**What you are asked to do**: Look at each line of the records and count those with "does" in them. Please answer with the count alone.

━━━━━━

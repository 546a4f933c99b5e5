use crate::MIN_TIME;

/*
Gate-Driven ADSR Envelope
=========================

A linear attack/decay/sustain/release generator driven by a gate signal.
The envelope unit feeds it one gate value per sample; a rising edge starts
the attack, a falling edge starts the release.

Vocabulary
----------

  level       Current output (0.0 to 1.0), multiplied into the voice signal.

  stage       Idle, Attack, Decay, Sustain or Release.

  gate        A control signal read per sample. > 0.5 means "held".


The Shape
---------

  Level
    1.0 ┐     ╱╲
        │    ╱  ╲___________
    S   │   ╱               ╲
        │  ╱                 ╲
    0.0 └─╱───────────────────╲──→ Time
         A    D      S          R

Each stage is a straight line:

    increment = target_change / (time_seconds * sample_rate)


Retriggering Without Clicks
---------------------------

A new gate during release starts the attack from the CURRENT level instead
of snapping to zero. The level therefore never jumps, whatever the gate does,
which matters because the envelope directly scales the audio.

Release snapshots its start level and length when the gate falls, then
interpolates down so it lands on exactly 0.0.

Times are re-read each sample, so changing attack/release from a control
port takes effect immediately without disturbing the current level.
*/

/// The current stage of the envelope state machine.
#[derive(Debug, Clone, Copy, PartialEq, Eq)]
pub enum EnvelopeState {
    Idle,
    Attack,
    Decay,
    Sustain,
    Release,
}

pub struct Envelope {
    attack_time: f32,
    decay_time: f32,
    sustain_level: f32,
    release_time: f32,

    stage: EnvelopeState,
    level: f32,

    release_start_level: f32,
    release_total_samples: u32,
    release_elapsed_samples: u32,
}

impl Envelope {
    pub fn adsr(attack: f32, decay: f32, sustain: f32, release: f32) -> Self {
        let mut env = Self {
            attack_time: 0.0,
            decay_time: 0.0,
            sustain_level: 0.0,
            release_time: 0.0,
            stage: EnvelopeState::Idle,
            level: 0.0,
            release_start_level: 0.0,
            release_total_samples: 1,
            release_elapsed_samples: 0,
        };
        env.set_times(attack, decay, sustain, release);
        env
    }

    /// Update the shape. Non-finite values fall back to the shortest time.
    pub fn set_times(&mut self, attack: f32, decay: f32, sustain: f32, release: f32) {
        let time = |t: f32| if t.is_finite() { t.max(MIN_TIME) } else { MIN_TIME };
        self.attack_time = time(attack);
        self.decay_time = time(decay);
        self.sustain_level = if sustain.is_finite() {
            sustain.clamp(0.0, 1.0)
        } else {
            0.0
        };
        self.release_time = time(release);
    }

    /// Gate rising edge: attack from the current level.
    pub fn gate_on(&mut self) {
        self.stage = EnvelopeState::Attack;
        self.release_elapsed_samples = 0;
    }

    /// Gate falling edge: release from the current level.
    pub fn gate_off(&mut self, sample_rate: f32) {
        if self.stage == EnvelopeState::Idle {
            return;
        }
        self.release_start_level = self.level;
        self.release_total_samples = (self.release_time * sample_rate).round().max(1.0) as u32;
        self.release_elapsed_samples = 0;
        self.stage = EnvelopeState::Release;
    }

    /// Advance the envelope by one sample and return the new level.
    pub fn next_sample(&mut self, sample_rate: f32) -> f32 {
        match self.stage {
            EnvelopeState::Idle => {
                self.level = 0.0;
            }

            EnvelopeState::Attack => {
                self.level += 1.0 / (self.attack_time * sample_rate);
                if self.level >= 1.0 {
                    self.level = 1.0;
                    self.stage = EnvelopeState::Decay;
                }
            }

            EnvelopeState::Decay => {
                let target = self.sustain_level;
                self.level -= (1.0 - target) / (self.decay_time * sample_rate);
                if self.level <= target {
                    self.level = target;
                    self.stage = EnvelopeState::Sustain;
                }
            }

            EnvelopeState::Sustain => {
                self.level = self.sustain_level;
            }

            EnvelopeState::Release => {
                self.release_elapsed_samples = self.release_elapsed_samples.saturating_add(1);
                let progress =
                    self.release_elapsed_samples as f32 / self.release_total_samples as f32;
                self.level = (self.release_start_level * (1.0 - progress)).max(0.0);

                if self.release_elapsed_samples >= self.release_total_samples {
                    self.level = 0.0;
                    self.stage = EnvelopeState::Idle;
                }
            }
        }

        self.level
    }

    pub fn is_active(&self) -> bool {
        self.stage != EnvelopeState::Idle
    }

    pub fn level(&self) -> f32 {
        self.level
    }

    pub fn state(&self) -> EnvelopeState {
        self.stage
    }
}
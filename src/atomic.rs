//! Lock-free scalars backing control ports.
//!
//! Every port getter/setter reads or writes one of these, so a control thread
//! and the audio thread can never observe a half-written value.

use std::sync::atomic::{AtomicBool, AtomicI32, Ordering};
use std::sync::Arc;

use atomic_float::AtomicF32;

/// Cache-line aligned atomic f32.
#[derive(Debug)]
#[repr(align(64))]
pub struct AtomicParam {
    value: AtomicF32,
}

impl AtomicParam {
    pub fn new(value: f32) -> Self {
        Self {
            value: AtomicF32::new(value),
        }
    }

    #[inline]
    pub fn get(&self) -> f32 {
        self.value.load(Ordering::Acquire)
    }

    #[inline]
    pub fn set(&self, value: f32) {
        self.value.store(value, Ordering::Release);
    }

    #[inline]
    pub fn swap(&self, value: f32) -> f32 {
        self.value.swap(value, Ordering::AcqRel)
    }
}

impl Default for AtomicParam {
    fn default() -> Self {
        Self::new(0.0)
    }
}

/// Cache-line aligned atomic i32.
#[derive(Debug, Default)]
#[repr(align(64))]
pub struct AtomicInt {
    value: AtomicI32,
}

impl AtomicInt {
    pub fn new(value: i32) -> Self {
        Self {
            value: AtomicI32::new(value),
        }
    }

    #[inline]
    pub fn get(&self) -> i32 {
        self.value.load(Ordering::Acquire)
    }

    #[inline]
    pub fn set(&self, value: i32) {
        self.value.store(value, Ordering::Release);
    }
}

/// Cache-line aligned atomic bool.
#[derive(Debug, Default)]
#[repr(align(64))]
pub struct AtomicFlag {
    value: AtomicBool,
}

impl AtomicFlag {
    pub fn new(value: bool) -> Self {
        Self {
            value: AtomicBool::new(value),
        }
    }

    #[inline]
    pub fn get(&self) -> bool {
        self.value.load(Ordering::Acquire)
    }

    #[inline]
    pub fn set(&self, value: bool) {
        self.value.store(value, Ordering::Release);
    }
}

/// Shared constant feeding an unconnected unit input.
///
/// The engine reads it once per block; any thread may write it.
pub type ControlValue = Arc<AtomicParam>;

#[cfg(test)]
mod tests {
    use super::*;

    #[test]
    fn param_swap_returns_previous() {
        let p = AtomicParam::new(0.25);
        assert_eq!(p.swap(0.75), 0.25);
        assert_eq!(p.get(), 0.75);
    }

    #[test]
    fn shared_control_value_is_visible_across_clones() {
        let value: ControlValue = Arc::new(AtomicParam::new(1.0));
        let other = Arc::clone(&value);
        other.set(3.5);
        assert_eq!(value.get(), 3.5);
    }

    #[test]
    fn int_and_flag_round_trip() {
        let i = AtomicInt::new(2);
        i.set(-4);
        assert_eq!(i.get(), -4);

        let f = AtomicFlag::default();
        assert!(!f.get());
        f.set(true);
        assert!(f.get());
    }
}
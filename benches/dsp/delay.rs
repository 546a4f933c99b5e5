//! Benchmarks for delay line operations.

use std::hint::black_box;

use criterion::{BenchmarkId, Criterion};
use orpheus_dsp::dsp::delay::DelayLine;

use crate::BLOCK_SIZES;

pub fn bench_delay(c: &mut Criterion) {
    let mut group = c.benchmark_group("dsp/delay");

    // Delay times in samples
    let delay_times: &[f32] = &[
        480.0,   // 10ms at 48kHz
        4800.0,  // 100ms at 48kHz
        48000.0, // 1 second at 48kHz
    ];

    for &size in BLOCK_SIZES {
        let input: Vec<f32> = (0..size).map(|i| (i as f32 * 0.1).sin()).collect();
        let mut buffer = vec![0.0f32; size];

        for &delay_samples in delay_times {
            let delay_ms = delay_samples / 48.0;
            let mut delay = DelayLine::new(96_000);
            group.bench_with_input(
                BenchmarkId::new(format!("process_{}ms", delay_ms as u32), size),
                &size,
                |b, _| {
                    b.iter(|| {
                        for (out, &sample) in buffer.iter_mut().zip(&input) {
                            *out = delay.process(sample, black_box(delay_samples));
                        }
                        black_box(&buffer);
                    })
                },
            );
        }

        // Modulated read, as the delay plugin's LFO drives it
        let mut delay = DelayLine::new(96_000);
        for &sample in &input {
            delay.write(sample);
        }
        group.bench_with_input(BenchmarkId::new("read_modulated", size), &size, |b, _| {
            b.iter(|| {
                let mut sum = 0.0f32;
                for i in 0..size {
                    let delay_time = 16_800.0 + (i as f32 * 0.01).sin() * 4_200.0;
                    sum += delay.read_interpolated(black_box(delay_time));
                }
                sum
            })
        });
    }

    group.finish();
}
//! Real-world scenario benchmarks.
//!
//! These render the full instrument the way the audio callback does and
//! exercise the preset path a host uses between blocks.

mod engine;
mod presets;

pub use engine::bench_engine;
pub use presets::bench_presets;
use std::sync::Arc;

use tracing::debug;

use crate::atomic::{AtomicParam, ControlValue};
use crate::dsp::mix::dry_wet_gains;
use crate::engine::AudioEngine;
use crate::error::{Error, Result};
use crate::plugin::{AudioEndpoints, DspPlugin};
use crate::port::{ControlPort, PortsBuilder};
use crate::unit::arithmetic::{INPUT_A, INPUT_B, INPUT_C};
use crate::unit::{
    delay, oscillator, InterpolatingDelay, Multiply, MultiplyAdd, Oscillator, PassThrough,
    UnitId,
};

pub const URI: &str = "org.orpheus.delay";
const PORT_START_INDEX: u32 = 160;

/// Highest feedback gain the delay accepts.
pub const MAX_FEEDBACK: f32 = 0.95;

/*
Modulated Feedback Delay
========================

One lane per channel, sharing a single sine LFO for time modulation:

                    ┌──────────── ×feedback ◀─────────┐
                    ▼                                 │
    in ─▶ proxy ─▶ (+) ─▶ InterpolatingDelay ─┬───────┘
            │                   ▲             └─▶ ×wet ─▶ (+) ─▶ out
            └──▶ ×dry ──────────┼───────────────────────────┘
                                │
               time + lfo · (0.5 · mod_depth · time)

So the delay time in seconds is

    time · (1 + 0.5 · mod_depth · lfo)

Feedback Ordering
-----------------

The delay unit writes its input before reading (a delay of 0 is a plain
wire). The feedback MultiplyAdd sits on a cycle with the delay unit, so the
engine hands it the delay's PREVIOUS block: each recirculation is late by
exactly one block. Feedback is capped at MAX_FEEDBACK, so every pass through
the loop loses energy whatever the block size.
*/

struct Shared {
    time: ControlValue,
    feedback: ControlValue,
    mix: ControlValue,
    mod_rate: ControlValue,
    mod_depth: ControlValue,
    // Derived constants the units read
    mod_scale: ControlValue,
    dry: ControlValue,
    wet: ControlValue,
}

impl Shared {
    fn update_mod_scale(&self) {
        self.mod_scale
            .set(0.5 * self.mod_depth.get() * self.time.get());
    }

    fn update_mix(&self) {
        let (dry, wet) = dry_wet_gains(self.mix.get());
        self.dry.set(dry);
        self.wet.set(wet);
    }
}

fn param(value: f32) -> ControlValue {
    Arc::new(AtomicParam::new(value))
}

/// Stereo feedback delay with LFO-modulated time.
pub struct DelayPlugin {
    shared: Arc<Shared>,
    ports: Vec<ControlPort>,
    endpoints: AudioEndpoints,
    initialized: bool,
}

impl DelayPlugin {
    pub fn new() -> Self {
        let shared = Arc::new(Shared {
            time: param(0.35),
            feedback: param(0.4),
            mix: param(0.25),
            mod_rate: param(0.5),
            mod_depth: param(0.0),
            mod_scale: param(0.0),
            dry: param(1.0),
            wet: param(0.0),
        });
        shared.update_mod_scale();
        shared.update_mix();

        let mut ports = PortsBuilder::new(PORT_START_INDEX);

        let (get, set) = (Arc::clone(&shared), Arc::clone(&shared));
        ports
            .float("time")
            .name("Delay Time")
            .default(0.35)
            .range(0.01, 2.0)
            .bind(
                move || get.time.get(),
                move |seconds| {
                    set.time.set(seconds);
                    set.update_mod_scale();
                },
            );

        ports
            .float("feedback")
            .name("Feedback")
            .default(0.4)
            .range(0.0, MAX_FEEDBACK)
            .param(Arc::clone(&shared.feedback));

        let (get, set) = (Arc::clone(&shared), Arc::clone(&shared));
        ports
            .float("mix")
            .name("Mix")
            .default(0.25)
            .range(0.0, 1.0)
            .bind(
                move || get.mix.get(),
                move |mix| {
                    set.mix.set(mix);
                    set.update_mix();
                },
            );

        ports
            .float("mod_rate")
            .name("Mod Rate")
            .default(0.5)
            .range(0.01, 10.0)
            .param(Arc::clone(&shared.mod_rate));

        let (get, set) = (Arc::clone(&shared), Arc::clone(&shared));
        ports
            .float("mod_depth")
            .name("Mod Depth")
            .default(0.0)
            .range(0.0, 1.0)
            .bind(
                move || get.mod_depth.get(),
                move |depth| {
                    set.mod_depth.set(depth);
                    set.update_mod_scale();
                },
            );

        Self {
            shared,
            ports: ports.build(),
            endpoints: AudioEndpoints::new(),
            initialized: false,
        }
    }

    /// Set feedback without going through the port (clamped the same way).
    pub fn set_feedback(&self, feedback: f32) {
        let feedback = if feedback.is_finite() {
            feedback.clamp(0.0, MAX_FEEDBACK)
        } else {
            0.0
        };
        self.shared.feedback.set(feedback);
    }

    pub fn feedback(&self) -> f32 {
        self.shared.feedback.get()
    }

    fn build_lane(&self, engine: &mut AudioEngine, time: UnitId) -> Result<(UnitId, UnitId)> {
        let shared = &self.shared;
        let max_samples = engine.config().max_delay_samples();

        let proxy = engine.add(PassThrough::new())?;
        let feedback = engine.add(MultiplyAdd::new())?;
        let line = engine.add(InterpolatingDelay::new(max_samples))?;
        let dry = engine.add(Multiply::new())?;
        let out = engine.add(MultiplyAdd::new())?;

        engine.connect(line.output(), feedback.input(INPUT_A))?;
        engine.bind_constant(feedback.input(INPUT_B), Arc::clone(&shared.feedback))?;
        engine.connect(proxy.output(), feedback.input(INPUT_C))?;

        engine.connect(feedback.output(), line.input(delay::INPUT))?;
        engine.connect(time.output(), line.input(delay::DELAY))?;

        engine.connect(proxy.output(), dry.input(INPUT_A))?;
        engine.bind_constant(dry.input(INPUT_B), Arc::clone(&shared.dry))?;

        engine.connect(line.output(), out.input(INPUT_A))?;
        engine.bind_constant(out.input(INPUT_B), Arc::clone(&shared.wet))?;
        engine.connect(dry.output(), out.input(INPUT_C))?;

        Ok((proxy, out))
    }
}

impl Default for DelayPlugin {
    fn default() -> Self {
        Self::new()
    }
}

impl DspPlugin for DelayPlugin {
    fn uri(&self) -> &str {
        URI
    }

    fn initialize(&mut self, engine: &mut AudioEngine) -> Result<()> {
        if self.initialized {
            return Err(Error::AlreadyInitialized(URI.to_string()));
        }
        let shared = Arc::clone(&self.shared);

        let lfo = engine.add(Oscillator::sine())?;
        engine.bind_constant(lfo.input(oscillator::FREQUENCY), Arc::clone(&shared.mod_rate))?;
        let time = engine.add(MultiplyAdd::new())?;
        engine.connect(lfo.output(), time.input(INPUT_A))?;
        engine.bind_constant(time.input(INPUT_B), Arc::clone(&shared.mod_scale))?;
        engine.bind_constant(time.input(INPUT_C), Arc::clone(&shared.time))?;

        let (in_left, out_left) = self.build_lane(engine, time)?;
        let (in_right, out_right) = self.build_lane(engine, time)?;

        self.endpoints.add_input("in_left", in_left.input(0));
        self.endpoints.add_input("in_right", in_right.input(0));
        self.endpoints.add_output("out_left", out_left.output());
        self.endpoints.add_output("out_right", out_right.output());
        self.initialized = true;
        debug!(uri = URI, "plugin initialized");
        Ok(())
    }

    fn ports(&self) -> &[ControlPort] {
        &self.ports
    }

    fn endpoints(&self) -> &AudioEndpoints {
        &self.endpoints
    }
}

#[cfg(test)]
mod tests {
    use super::*;
    use crate::config::EngineConfig;
    use crate::port::PortValue;

    #[test]
    fn feedback_port_clamps_below_one() {
        let delay = DelayPlugin::new();
        delay.set_port_value("feedback", PortValue::Float(0.999));
        assert_eq!(delay.feedback(), MAX_FEEDBACK);
        delay.set_feedback(f32::NAN);
        assert_eq!(delay.feedback(), 0.0);
    }

    #[test]
    fn dry_signal_passes_when_mix_is_zero() {
        let config = EngineConfig::default().with_sample_rate(1_000.0).with_block_size(8);
        let mut engine = AudioEngine::new(config).unwrap();
        let mut delay = DelayPlugin::new();
        delay.initialize(&mut engine).unwrap();
        delay.set_port_value("mix", PortValue::Float(0.0));

        let out = delay.audio_output("out_left").unwrap();
        engine.set_output(out, out).unwrap();
        engine
            .set_constant(delay.audio_input("in_left").unwrap(), 0.3)
            .unwrap();
        engine.render_block();
        assert_eq!(engine.stereo_block().0, &[0.3; 8]);
    }

    #[test]
    fn echo_arrives_after_delay_time() {
        let config = EngineConfig::default().with_sample_rate(1_000.0).with_block_size(16);
        let mut engine = AudioEngine::new(config).unwrap();
        let mut delay = DelayPlugin::new();
        delay.initialize(&mut engine).unwrap();
        delay.set_port_value("mix", PortValue::Float(1.0));
        delay.set_port_value("feedback", PortValue::Float(0.0));
        delay.set_port_value("time", PortValue::Float(0.01));

        let out = delay.audio_output("out_left").unwrap();
        engine.set_output(out, out).unwrap();
        engine
            .set_constant(delay.audio_input("in_left").unwrap(), 0.5)
            .unwrap();
        engine.render_block();
        let (left, _) = engine.stereo_block();
        assert!(left[..10].iter().all(|&s| s == 0.0));
        assert!(left[10..].iter().all(|&s| (s - 0.5).abs() < 1e-6));
    }
}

━━━━━━

**Result below**: 2